* _Exercise brief_: Provide the material again, with every line intact and exact.

* _Provided entries_:
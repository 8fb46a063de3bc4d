//! Error types
//!
//! Provides a unified error type hierarchy for account and profile operations.
//!
//! # REST Reference
//! - Identity Toolkit error body: `{"error": {"code": 400, "message": "EMAIL_EXISTS"}}`
//! - Realtime Database error body: `{"error": "Permission denied"}`
//!
//! # Design
//! Uses thiserror for ergonomic error definitions. All errors implement
//! std::error::Error and can be converted to ServiceError via From trait.
//! Remote errors are surfaced as they were reported; nothing is retried.

use std::time::Duration;
use thiserror::Error;

/// Top-level error type
///
/// Wraps module-specific errors (Auth, Database, Validation) into a unified type.
///
/// # Example
/// ```
/// use firebase_account_profiles::{ServiceError, AuthError};
///
/// let err: ServiceError = AuthError::UserNotFound.into();
/// assert!(err.is_not_found());
/// ```
#[derive(Debug, Error)]
pub enum ServiceError {
    /// Failure reported by the identity service
    #[error("Auth error: {0}")]
    Auth(#[from] AuthError),

    /// Failure reported by the profile database
    #[error("Database error: {0}")]
    Database(#[from] DatabaseError),

    /// Local precondition failure, raised before any remote call
    #[error("Validation error: {0}")]
    Validation(#[from] ValidationError),

    /// The wait for a single-shot read ended without the read reporting back
    #[error("Wait for database read was interrupted")]
    InterruptedWait,

    /// The single-shot read did not report back within the configured timeout
    #[error("Database read timed out after {0:?}")]
    ReadTimedOut(Duration),

    /// Network/HTTP errors
    #[error("Network error: {0}")]
    Network(#[from] reqwest::Error),

    /// JSON serialization/deserialization errors
    #[error("Serialization error: {0}")]
    Serialization(#[from] serde_json::Error),

    /// Invalid or incomplete configuration
    #[error("Configuration error: {0}")]
    Config(String),

    /// Generic internal errors
    #[error("Internal error: {0}")]
    Internal(String),

    /// API key not configured
    #[error("API key not configured")]
    ApiKeyNotConfigured,
}

/// Identity service errors
///
/// Maps Identity Toolkit error codes to Rust enum variants.
#[derive(Debug, Error, Clone, PartialEq, Eq)]
pub enum AuthError {
    /// No account matches the given email or uid
    #[error("User not found")]
    UserNotFound,

    /// Another account already uses this email
    #[error("Email already exists")]
    EmailAlreadyExists,

    /// Email address is missing or malformed
    #[error("Invalid email address")]
    InvalidEmail,

    /// Password rejected by the password policy
    #[error("Weak password: {0}")]
    WeakPassword(String),

    /// Password is missing
    #[error("Missing password")]
    MissingPassword,

    /// Bearer token is malformed, has a bad signature or was revoked
    #[error("Invalid ID token")]
    InvalidIdToken,

    /// Bearer token is past its expiry
    #[error("ID token expired")]
    TokenExpired,

    /// User account has been disabled
    #[error("User account disabled")]
    UserDisabled,

    /// Too many requests
    #[error("Too many requests, try again later")]
    TooManyRequests,

    /// Operation not allowed (e.g., provider disabled)
    #[error("Operation not allowed")]
    OperationNotAllowed,

    /// Invalid API key
    #[error("Invalid API key")]
    InvalidApiKey,

    /// Admin credentials lack permission for the operation
    #[error("Permission denied")]
    PermissionDenied,

    /// Any other code reported by the identity service, kept verbatim
    #[error("Identity service error: {0}")]
    Remote(String),
}

/// Profile database errors
///
/// These are the reasons a single-shot read can be cancelled, and the reasons
/// an acknowledged write can fail.
#[derive(Debug, Error, Clone, PartialEq, Eq)]
pub enum DatabaseError {
    /// Security rules or credentials rejected the operation
    #[error("Permission denied")]
    PermissionDenied,

    /// Connection to the database was lost or never established
    #[error("Disconnected: {0}")]
    Disconnected(String),

    /// Database temporarily unavailable
    #[error("Service unavailable")]
    Unavailable,

    /// Path is not a valid database location
    #[error("Invalid path: {0}")]
    InvalidPath(String),

    /// Any other failure reported by the database
    #[error("Database failure: {0}")]
    Other(String),
}

/// Local validation errors
#[derive(Debug, Error, Clone, PartialEq, Eq)]
pub enum ValidationError {
    /// Profile carries more tags than allowed
    #[error("A profile can have at most {max} tags, got {count}")]
    TooManyTags {
        /// Number of tags supplied
        count: usize,
        /// Maximum allowed
        max: usize,
    },
}

impl ServiceError {
    /// Create an internal error from a string
    pub fn internal(msg: impl Into<String>) -> Self {
        Self::Internal(msg.into())
    }

    /// Create a configuration error from a string
    pub fn config(msg: impl Into<String>) -> Self {
        Self::Config(msg.into())
    }

    /// Check if error means the account does not exist
    pub fn is_not_found(&self) -> bool {
        matches!(self, Self::Auth(AuthError::UserNotFound))
    }

    /// Check if error is retryable
    ///
    /// Nothing in this crate retries; this is a hint for callers.
    pub fn is_retryable(&self) -> bool {
        match self {
            Self::Network(_)
            | Self::ReadTimedOut(_)
            | Self::Auth(AuthError::TooManyRequests)
            | Self::Database(DatabaseError::Unavailable)
            | Self::Database(DatabaseError::Disconnected(_)) => true,
            _ => false,
        }
    }

    /// Check if error indicates the caller must authenticate again
    pub fn requires_auth(&self) -> bool {
        matches!(
            self,
            Self::Auth(AuthError::InvalidIdToken)
                | Self::Auth(AuthError::TokenExpired)
                | Self::Auth(AuthError::UserDisabled)
        )
    }
}

impl AuthError {
    /// Create from Identity Toolkit REST API error message
    ///
    /// Messages look like `CODE` or `CODE : human readable detail`. Codes this
    /// crate does not know are kept verbatim in [`AuthError::Remote`].
    pub fn from_error_code(message: &str) -> Self {
        let (code, detail) = match message.split_once(" : ") {
            Some((code, detail)) => (code.trim(), detail.trim()),
            None => (message.trim(), ""),
        };
        match code {
            "USER_NOT_FOUND" | "EMAIL_NOT_FOUND" => Self::UserNotFound,
            "EMAIL_EXISTS" | "DUPLICATE_EMAIL" => Self::EmailAlreadyExists,
            "INVALID_EMAIL" | "MISSING_EMAIL" => Self::InvalidEmail,
            "WEAK_PASSWORD" => Self::WeakPassword(detail.to_string()),
            "MISSING_PASSWORD" => Self::MissingPassword,
            "INVALID_ID_TOKEN" | "MISSING_ID_TOKEN" | "INVALID_IDP_RESPONSE" => Self::InvalidIdToken,
            "TOKEN_EXPIRED" | "USER_TOKEN_EXPIRED" => Self::TokenExpired,
            "USER_DISABLED" => Self::UserDisabled,
            "TOO_MANY_ATTEMPTS_TRY_LATER" | "QUOTA_EXCEEDED" => Self::TooManyRequests,
            "OPERATION_NOT_ALLOWED" => Self::OperationNotAllowed,
            "INVALID_API_KEY" | "API_KEY_INVALID" => Self::InvalidApiKey,
            "PERMISSION_DENIED" | "INSUFFICIENT_PERMISSION" => Self::PermissionDenied,
            _ => Self::Remote(message.to_string()),
        }
    }
}

impl DatabaseError {
    /// Create from a Realtime Database REST status and error body
    pub fn from_status(status: u16, message: &str) -> Self {
        match status {
            401 | 403 => Self::PermissionDenied,
            404 => Self::InvalidPath(message.to_string()),
            429 | 503 => Self::Unavailable,
            _ => Self::Other(format!("HTTP {}: {}", status, message)),
        }
    }
}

* _Solution to this task_:
repository 8fb46a063de3bc4d
//! Error types
//!
//! Provides a unified error type hierarchy for account and profile operations.
//!
//! # REST Reference
//! - Identity Toolkit error body: `{"error": {"code": 400, "message": "EMAIL_EXISTS"}}`
//! - Realtime Database error body: `{"error": "Permission denied"}`
//!
//! # Design
//! Uses thiserror for ergonomic error definitions. All errors implement
//! std::error::Error and can be converted to ServiceError via From trait.
//! Remote errors are surfaced as they were reported; nothing is retried.

use std::time::Duration;
use thiserror::Error;

/// Top-level error type
///
/// Wraps module-specific errors (Auth, Database, Validation) into a unified type.
///
/// # Example
/// ```
/// use firebase_account_profiles::{ServiceError, AuthError};
///
/// let err: ServiceError = AuthError::UserNotFound.into();
/// assert!(err.is_not_found());
/// ```
#[derive(Debug, Error)]
pub enum ServiceError {
    /// Failure reported by the identity service
    #[error("Auth error: {0}")]
    Auth(#[from] AuthError),

    /// Failure reported by the profile database
    #[error("Database error: {0}")]
    Database(#[from] DatabaseError),

    /// Local precondition failure, raised before any remote call
    #[error("Validation error: {0}")]
    Validation(#[from] ValidationError),

    /// The wait for a single-shot read ended without the read reporting back
    #[error("Wait for database read was interrupted")]
    InterruptedWait,

    /// The single-shot read did not report back within the configured timeout
    #[error("Database read timed out after {0:?}")]
    ReadTimedOut(Duration),

    /// Network/HTTP errors
    #[error("Network error: {0}")]
    Network(#[from] reqwest::Error),

    /// JSON serialization/deserialization errors
    #[error("Serialization error: {0}")]
    Serialization(#[from] serde_json::Error),

    /// Invalid or incomplete configuration
    #[error("Configuration error: {0}")]
    Config(String),

    /// Generic internal errors
    #[error("Internal error: {0}")]
    Internal(String),

    /// API key not configured
    #[error("API key not configured")]
    ApiKeyNotConfigured,
}

/// Identity service errors
///
/// Maps Identity Toolkit error codes to Rust enum variants.
#[derive(Debug, Error, Clone, PartialEq, Eq)]
pub enum AuthError {
    /// No account matches the given email or uid
    #[error("User not found")]
    UserNotFound,

    /// Another account already uses this email
    #[error("Email already exists")]
    EmailAlreadyExists,

    /// Email address is missing or malformed
    #[error("Invalid email address")]
    InvalidEmail,

    /// Password rejected by the password policy
    #[error("Weak password: {0}")]
    WeakPassword(String),

    /// Password is missing
    #[error("Missing password")]
    MissingPassword,

    /// Bearer token is malformed, has a bad signature or was revoked
    #[error("Invalid ID token")]
    InvalidIdToken,

    /// Bearer token is past its expiry
    #[error("ID token expired")]
    TokenExpired,

    /// User account has been disabled
    #[error("User account disabled")]
    UserDisabled,

    /// Too many requests
    #[error("Too many requests, try again later")]
    TooManyRequests,

    /// Operation not allowed (e.g., provider disabled)
    #[error("Operation not allowed")]
    OperationNotAllowed,

    /// Invalid API key
    #[error("Invalid API key")]
    InvalidApiKey,

    /// Admin credentials lack permission for the operation
    #[error("Permission denied")]
    PermissionDenied,

    /// Any other code reported by the identity service, kept verbatim
    #[error("Identity service error: {0}")]
    Remote(String),
}

/// Profile database errors
///
/// These are the reasons a single-shot read can be cancelled, and the reasons
/// an acknowledged write can fail.
#[derive(Debug, Error, Clone, PartialEq, Eq)]
pub enum DatabaseError {
    /// Security rules or credentials rejected the operation
    #[error("Permission denied")]
    PermissionDenied,

    /// Connection to the database was lost or never established
    #[error("Disconnected: {0}")]
    Disconnected(String),

    /// Database temporarily unavailable
    #[error("Service unavailable")]
    Unavailable,

    /// Path is not a valid database location
    #[error("Invalid path: {0}")]
    InvalidPath(String),

    /// Any other failure reported by the database
    #[error("Database failure: {0}")]
    Other(String),
}

/// Local validation errors
#[derive(Debug, Error, Clone, PartialEq, Eq)]
pub enum ValidationError {
    /// Profile carries more tags than allowed
    #[error("A profile can have at most {max} tags, got {count}")]
    TooManyTags {
        /// Number of tags supplied
        count: usize,
        /// Maximum allowed
        max: usize,
    },
}

impl ServiceError {
    /// Create an internal error from a string
    pub fn internal(msg: impl Into<String>) -> Self {
        Self::Internal(msg.into())
    }

    /// Create a configuration error from a string
    pub fn config(msg: impl Into<String>) -> Self {
        Self::Config(msg.into())
    }

    /// Check if error means the account does not exist
    pub fn is_not_found(&self) -> bool {
        matches!(self, Self::Auth(AuthError::UserNotFound))
    }

    /// Check if error is retryable
    ///
    /// Nothing in this crate retries; this is a hint for callers.
    pub fn is_retryable(&self) -> bool {
        match self {
            Self::Network(_)
            | Self::ReadTimedOut(_)
            | Self::Auth(AuthError::TooManyRequests)
            | Self::Database(DatabaseError::Unavailable)
            | Self::Database(DatabaseError::Disconnected(_)) => true,
            _ => false,
        }
    }

    /// Check if error indicates the caller must authenticate again
    pub fn requires_auth(&self) -> bool {
        matches!(
            self,
            Self::Auth(AuthError::InvalidIdToken)
                | Self::Auth(AuthError::TokenExpired)
                | Self::Auth(AuthError::UserDisabled)
        )
    }
}

impl AuthError {
    /// Create from Identity Toolkit REST API error message
    ///
    /// Messages look like `CODE` or `CODE : human readable detail`. Codes this
    /// crate does not know are kept verbatim in [`AuthError::Remote`].
    pub fn from_error_code(message: &str) -> Self {
        let (code, detail) = match message.split_once(" : ") {
            Some((code, detail)) => (code.trim(), detail.trim()),
            None => (message.trim(), ""),
        };
        match code {
            "USER_NOT_FOUND" | "EMAIL_NOT_FOUND" => Self::UserNotFound,
            "EMAIL_EXISTS" | "DUPLICATE_EMAIL" => Self::EmailAlreadyExists,
            "INVALID_EMAIL" | "MISSING_EMAIL" => Self::InvalidEmail,
            "WEAK_PASSWORD" => Self::WeakPassword(detail.to_string()),
            "MISSING_PASSWORD" => Self::MissingPassword,
            "INVALID_ID_TOKEN" | "MISSING_ID_TOKEN" | "INVALID_IDP_RESPONSE" => Self::InvalidIdToken,
            "TOKEN_EXPIRED" | "USER_TOKEN_EXPIRED" => Self::TokenExpired,
            "USER_DISABLED" => Self::UserDisabled,
            "TOO_MANY_ATTEMPTS_TRY_LATER" | "QUOTA_EXCEEDED" => Self::TooManyRequests,
            "OPERATION_NOT_ALLOWED" => Self::OperationNotAllowed,
            "INVALID_API_KEY" | "API_KEY_INVALID" => Self::InvalidApiKey,
            "PERMISSION_DENIED" | "INSUFFICIENT_PERMISSION" => Self::PermissionDenied,
            _ => Self::Remote(message.to_string()),
        }
    }
}

impl DatabaseError {
    /// Create from a Realtime Database REST status and error body
    pub fn from_status(status: u16, message: &str) -> Self {
        match status {
            401 | 403 => Self::PermissionDenied,
            404 => Self::InvalidPath(message.to_string()),
            429 | 503 => Self::Unavailable,
            _ => Self::Other(format!("HTTP {}: {}", status, message)),
        }
    }
}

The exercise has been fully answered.